Aim of the task
Where in the data below does the word "debug" appear? Copy each line that holds it.

Input material
──────

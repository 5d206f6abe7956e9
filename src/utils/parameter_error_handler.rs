//! 请求参数错误处理器
//!
//! JSON 反序列化 / 查询参数解析失败时返回统一响应结构，
//! 而不是 actix 默认的纯文本。

use actix_web::error::{InternalError, JsonPayloadError, QueryPayloadError};
use actix_web::{Error, HttpRequest, HttpResponse};
use tracing::debug;

use crate::models::{ApiResponse, ErrorCode};

pub fn json_error_handler(err: JsonPayloadError, req: &HttpRequest) -> Error {
    debug!("JSON payload error on {}: {}", req.path(), err);

    let message = match &err {
        JsonPayloadError::ContentType => "Content-Type must be application/json".to_string(),
        JsonPayloadError::Deserialize(e) => format!("Invalid JSON body: {e}"),
        JsonPayloadError::Overflow { .. } | JsonPayloadError::OverflowKnownLength { .. } => {
            "Payload too large".to_string()
        }
        other => format!("Invalid request body: {other}"),
    };

    let response =
        HttpResponse::BadRequest().json(ApiResponse::error_empty(ErrorCode::BadRequest, message));
    InternalError::from_response(err, response).into()
}

pub fn query_error_handler(err: QueryPayloadError, req: &HttpRequest) -> Error {
    debug!("Query payload error on {}: {}", req.path(), err);

    let response = HttpResponse::BadRequest().json(ApiResponse::error_empty(
        ErrorCode::BadRequest,
        format!("Invalid query parameters: {err}"),
    ));
    InternalError::from_response(err, response).into()
}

──────

Exercise output
use tracing::debug;
    debug!("JSON payload error on {}: {}", req.path(), err);
    debug!("Query payload error on {}: {}", req.path(), err);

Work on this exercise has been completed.